Catalog Traversal in Action. Part 2: Real-World Scheduled Job Patterns
by Stanisław Szołkowski
In my previous post, I showed how to build a memory-efficient catalog traversal service for Optimizely Commerce. The service uses streaming to process large catalogs without loading everything into memory at once.
But having a well-designed service is only half the battle. The real value comes from knowing how to use it effectively in production scenarios. In this post, I’ll walk through practical patterns for scheduled jobs that process catalog data—complete with error handling, progress reporting, and resilience strategies.
Quick Recap: The Service
As a reminder, here’s the interface we’re working with:
public interface ICatalogTraversalService
{
IEnumerable<ICatalogTraversalItem> GetAllProducts(
CatalogTraversalOptions options,
CancellationToken cancellationToken = default);
}
public class CatalogTraversalOptions
{
public string? CatalogName { get; set; }
public ContentReference? CatalogLink { get; set; }
public DateTime? LastUpdated { get; set; }
}
The service yields products and variants one at a time as it traverses the catalog hierarchy. Now let’s see how to use it effectively.
Pattern 1: Full Catalog Export
The most straightforward use case: export all products from a catalog to an external system. This pattern is useful for initial data loads or complete refreshes.
[ScheduledPlugIn(
DisplayName = "[Catalog Traversal Demo] Export Catalog Products",
Description = "Exports all products from the Fashion catalog to external system",
GUID = "681EA6C4-B635-4CC3-8D9B-DBE3BEC602A6")]
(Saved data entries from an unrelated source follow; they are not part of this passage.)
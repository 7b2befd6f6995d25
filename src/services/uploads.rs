//! Blob storage for gallery images

use std::path::PathBuf;

use async_trait::async_trait;
use sha2::{Digest, Sha256};

use crate::{
    config::UploadsConfig,
    error::{AppError, AppResult},
};

/// Where a blob ended up
#[derive(Debug, Clone, PartialEq, Eq)]
pub struct StoredBlob {
    pub file_name: String,
    pub url: String,
}

#[async_trait]
pub trait BlobStore: Send + Sync {
    async fn put(&self, name: &str, bytes: &[u8], content_type: Option<&str>) -> AppResult<StoredBlob>;

    /// Remove a blob; a missing blob is not an error
    async fn delete(&self, file_name: &str) -> AppResult<()>;
}

/// Content-addressed name: sha256 of the bytes plus the original extension
pub fn blob_name(original: &str, bytes: &[u8]) -> String {
    let hash = hex::encode(Sha256::digest(bytes));
    let extension = original
        .rsplit_once('.')
        .map(|(_, ext)| ext.to_ascii_lowercase())
        .filter(|ext| !ext.is_empty() && ext.len() <= 5 && ext.chars().all(|c| c.is_ascii_alphanumeric()));

    match extension {
        Some(ext) => format!("{}.{}", hash, ext),
        None => hash,
    }
}

/// Images on local disk, served under `public_path`
#[derive(Debug, Clone)]
pub struct DiskBlobStore {
    dir: PathBuf,
    public_path: String,
}

impl DiskBlobStore {
    pub fn new(config: &UploadsConfig) -> Self {
        Self {
            dir: PathBuf::from(&config.dir),
            public_path: config.public_path.trim_end_matches('/').to_string(),
        }
    }

    fn path_for(&self, file_name: &str) -> AppResult<PathBuf> {
        if file_name.is_empty() || file_name.contains(['/', '\\']) || file_name.starts_with('.') {
            return Err(AppError::Validation(format!("Invalid blob name '{}'", file_name)));
        }
        Ok(self.dir.join(file_name))
    }
}

#[async_trait]
impl BlobStore for DiskBlobStore {
    async fn put(&self, name: &str, bytes: &[u8], content_type: Option<&str>) -> AppResult<StoredBlob> {
        let path = self.path_for(name)?;

        tokio::fs::create_dir_all(&self.dir)
            .await
            .map_err(|e| AppError::Internal(format!("Failed to create upload directory: {}", e)))?;
        tokio::fs::write(&path, bytes)
            .await
            .map_err(|e| AppError::Internal(format!("Failed to write {}: {}", path.display(), e)))?;

        tracing::debug!(
            "Stored blob {} ({} bytes, {})",
            name,
            bytes.len(),
            content_type.unwrap_or("unknown type")
        );

        Ok(StoredBlob {
            file_name: name.to_string(),
            url: format!("{}/{}", self.public_path, name),
        })
    }

    async fn delete(&self, file_name: &str) -> AppResult<()> {
        let path = self.path_for(file_name)?;
        match tokio::fs::remove_file(&path).await {
            Ok(()) => Ok(()),
            Err(e) if e.kind() == std::io::ErrorKind::NotFound => Ok(()),
            Err(e) => Err(AppError::Internal(format!(
                "Failed to delete {}: {}",
                path.display(),
                e
            ))),
        }
    }
}
//! Admin appointment endpoints

use axum::{
    extract::{Path, Query, State},
    http::StatusCode,
    Json,
};

use crate::{
    error::AppResult,
    models::{
        appointment::{AppointmentQuery, UpdateAppointmentStatus},
        Appointment,
    },
    AppState,
};

use super::AdminUser;

/// List appointments
#[utoipa::path(
    get,
    path = "/appointments",
    tag = "appointments",
    security(("bearer_auth" = [])),
    params(AppointmentQuery),
    responses(
        (status = 200, description = "Appointments sorted by date and time", body = Vec<Appointment>)
    )
)]
pub async fn list_appointments(
    State(state): State<AppState>,
    _admin: AdminUser,
    Query(query): Query<AppointmentQuery>,
) -> AppResult<Json<Vec<Appointment>>> {
    let appointments = state.services.appointments.search(&query).await?;
    Ok(Json(appointments))
}

/// Get an appointment
#[utoipa::path(
    get,
    path = "/appointments/{id}",
    tag = "appointments",
    security(("bearer_auth" = [])),
    params(("id" = String, Path, description = "Appointment ID")),
    responses(
        (status = 200, description = "Appointment", body = Appointment),
        (status = 404, description = "Unknown appointment", body = crate::error::ErrorResponse)
    )
)]
pub async fn get_appointment(
    State(state): State<AppState>,
    _admin: AdminUser,
    Path(id): Path<String>,
) -> AppResult<Json<Appointment>> {
    let appointment = state.services.appointments.get(&id).await?;
    Ok(Json(appointment))
}

/// Advance an appointment's status
#[utoipa::path(
    put,
    path = "/appointments/{id}/status",
    tag = "appointments",
    security(("bearer_auth" = [])),
    params(("id" = String, Path, description = "Appointment ID")),
    request_body = UpdateAppointmentStatus,
    responses(
        (status = 200, description = "Status updated", body = Appointment),
        (status = 404, description = "Unknown appointment", body = crate::error::ErrorResponse),
        (status = 422, description = "Transition not allowed", body = crate::error::ErrorResponse)
    )
)]
pub async fn update_status(
    State(state): State<AppState>,
    _admin: AdminUser,
    Path(id): Path<String>,
    Json(data): Json<UpdateAppointmentStatus>,
) -> AppResult<Json<Appointment>> {
    let appointment = state
        .services
        .appointments
        .update_status(&id, data.status)
        .await?;
    Ok(Json(appointment))
}

/// Delete an appointment
#[utoipa::path(
    delete,
    path = "/appointments/{id}",
    tag = "appointments",
    security(("bearer_auth" = [])),
    params(("id" = String, Path, description = "Appointment ID")),
    responses(
        (status = 204, description = "Appointment deleted"),
        (status = 404, description = "Unknown appointment", body = crate::error::ErrorResponse)
    )
)]
pub async fn delete_appointment(
    State(state): State<AppState>,
    _admin: AdminUser,
    Path(id): Path<String>,
) -> AppResult<StatusCode> {
    state.services.appointments.delete(&id).await?;
    Ok(StatusCode::NO_CONTENT)
}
public class CatalogExportJob : ScheduledJobBase
{
private readonly ICatalogTraversalService _catalogTraversal;
private readonly IExternalSystemClient _externalClient;
private readonly ILogger<CatalogExportJob> _logger;
private bool _stopSignaled;
public CatalogExportJob(
ICatalogTraversalService catalogTraversal,
IExternalSystemClient externalClient,
ILogger<CatalogExportJob> logger)
{
_catalogTraversal = catalogTraversal;
_externalClient = externalClient;
_logger = logger;
IsStoppable = true;
}
public override void Stop() => _stopSignaled = true;
public override string Execute()
{
var processedCount = 0;
var errorCount = 0;
var startTime = DateTime.UtcNow;
try
{
var options = new CatalogTraversalOptions
{
CatalogName = "Fashion"
};
_logger.LogInformation("Starting catalog export for '{CatalogName}'", options.CatalogName);
// The magic happens here - items are streamed one at a time
foreach (var item in _catalogTraversal.GetAllProducts(options, CancellationToken.None))
{
try
{
// Process each item - only one in memory at a time
switch (item)
{
case ProductContent product:
_externalClient.ExportProduct(product);
break;
case VariationContent variant:
_externalClient.ExportVariant(variant);
break;
}
processedCount++;
// Report progress every 100 items
if (processedCount % 100 == 0)
{
OnStatusChanged($"Processed {processedCount} items...");
}
}
catch (Exception ex)
{
_logger.LogError(ex, "Error exporting item");
errorCount++;
// Continue processing despite errors
// Alternatively, you could fail fast by re-throwing
}
// Check if job was stopped by user
if (_stopSignaled)
{
_logger.LogWarning("Job stopped by user at {ProcessedCount} items", processedCount);
return $"Job stopped by user. Processed {processedCount} items.";
}
}
var duration = DateTime.UtcNow - startTime;
var result = $"Successfully processed {processedCount} items in {duration.TotalMinutes:F1} minutes. Errors: {errorCount}";
_logger.LogInformation("Catalog export completed: {Result}", result);
return result;
}
catch (Exception ex)
{
_logger.LogError(ex, "Fatal error in catalog export job");
return $"Job failed after processing {processedCount} items: {ex.Message}";
}
}
}
Key Points:
- Progress reporting every 100 items keeps administrators informed
- Individual item errors are logged but don’t stop the entire job
- Respects the stop signal for manual cancellation
- Tracks both success and error counts for visibility
Pattern 2: Incremental Sync with State Management
For ongoing synchronization, you only want to process items that changed since the last successful run. This pattern dramatically reduces processing time and external API calls.
[ScheduledPlugIn(
DisplayName = "[Catalog Traversal Demo] Incremental Catalog Sync",
Description = "Syncs only changed products since last run",
GUID = "A3BED4B6-FF3F-409E-895F-05567C8D3225")]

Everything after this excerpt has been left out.